Basically, in a PostgreSQL table, a record can be stored in multiple versions. A change to an existing record leads to the creation of a new version of that record. Similarly the deletion of a record leads to the creation of a new version of the record. With this mechanism transactions can see different versions of records, which is precisely what transactions are about.

Related to MVCC and the transaction isolation levels are the xmin and xmax system columns. For example, let's assume you have a table named t with columns c1 and c2. In addition to c1 and c2 you can select the xmin and xmax columns. For example:

# select xmin, xmax, * from t;
 xmin | xmax | c1 | c2
 1105 |    0 | 1  |  1
 1105 |    0 | 2  |  2
 1105 |    0 | 3  |  3
(3 rows)

xmin is the id of the transaction that created the record. xmax is the id of the transaction that deleted the record. For example if a transaction is being deleting a record you will see this in another transaction:

# select xmin, xmax, * from t;
 xmin | xmax | c1 | c2
 1105 | 1106 |  1 |  1
 1105 |    0 |  2 |  2
 1105 |    0 |  3 |  3
(3 rows)

Here are two rules that always apply:

  • Records with xmin smaller than the id of the current transaction are visible to the current transaction if the xmin transaction was committed.
  • Records with xmax smaller that the id of the current transaction are not visible to the current transaction if the xmax transaction was committed.

The other cases depend on the isolation level used in the transactions.

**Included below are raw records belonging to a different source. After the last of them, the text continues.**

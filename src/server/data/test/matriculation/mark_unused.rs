use super::*;

/// Tests the administrative bulk reset.
///
/// Expected: Ok(2) and both entries unconsumed again
#[tokio::test]
async fn resets_used_flags() -> Result<(), DbErr> {
    let test = TestBuilder::new()
        .with_table(entity::prelude::Matriculation)
        .build()
        .await
        .unwrap();
    let db = test.db.as_ref().unwrap();

    let first = MatriculationFactory::new(db).used(true).build().await?;
    let second = MatriculationFactory::new(db).used(true).build().await?;

    let repo = MatriculationRepository::new(db);
    let reset = repo.mark_unused(&[first.id, second.id]).await?;

    assert_eq!(reset, 2);
    assert!(!repo.find_by_id(first.id).await?.unwrap().used);
    assert!(!repo.find_by_id(second.id).await?.unwrap().used);

    Ok(())
}

/// Tests the empty input short-circuit.
///
/// Expected: Ok(0) without touching the database
#[tokio::test]
async fn returns_zero_for_empty_slice() -> Result<(), DbErr> {
    let test = TestBuilder::new()
        .with_table(entity::prelude::Matriculation)
        .build()
        .await
        .unwrap();
    let db = test.db.as_ref().unwrap();

    let repo = MatriculationRepository::new(db);

    assert_eq!(repo.mark_unused(&[]).await?, 0);

    Ok(())
}
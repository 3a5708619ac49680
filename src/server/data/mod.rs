//! Database repository layer for all domain entities.
//!
//! This module contains repository structs that handle database operations
//! (CRUD) for each domain in the application. Repositories use SeaORM entity
//! models internally and return domain models to maintain separation between
//! the data layer and business logic layer.
//!
//! Repositories are generic over [`sea_orm::ConnectionTrait`] so the same
//! code runs against the shared pool and inside the transactions that the
//! signup, reservation and payment flows require. The race-sensitive state
//! flips (matriculation consumption, room claiming, reservation status
//! advance) are conditional `update_many` statements whose `rows_affected`
//! tells the caller whether it won.

pub mod matriculation;
pub mod payment;
pub mod reservation;
pub mod room;
pub mod student;
pub mod user;

#[cfg(test)]
mod test;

Another thing closely related to MVCC is VACUUM. MVCC and the creation of new record versions imply that mechanisms exist to clean up "dead" records. A record is dead if it has a xmax that corresponds to a transaction that was committed or rolled back, and that there's no ongoing transaction using that record. In old versions of PostgreSQL the administrator was responsible for setting up periodic VACUUM jobs. The PostgreSQL versions that everyone uses nowadays include an autovacuum process that takes care of these periodic VACUUM operations.

To go further:

Some conclusion

The notes in this blog post just touches the surface of the topics discussed. They also certainly take shortcuts. What I love about PostgreSQL is its transparency. In particular the excellent documentation is very transparent on the way PostgreSQL works internally. For example the Pointcloud extension I work on defines types that support the TOAST interface, and I've found the TOAST doc very clear and informative!

Keep up the good work PostgreSQL! We love you!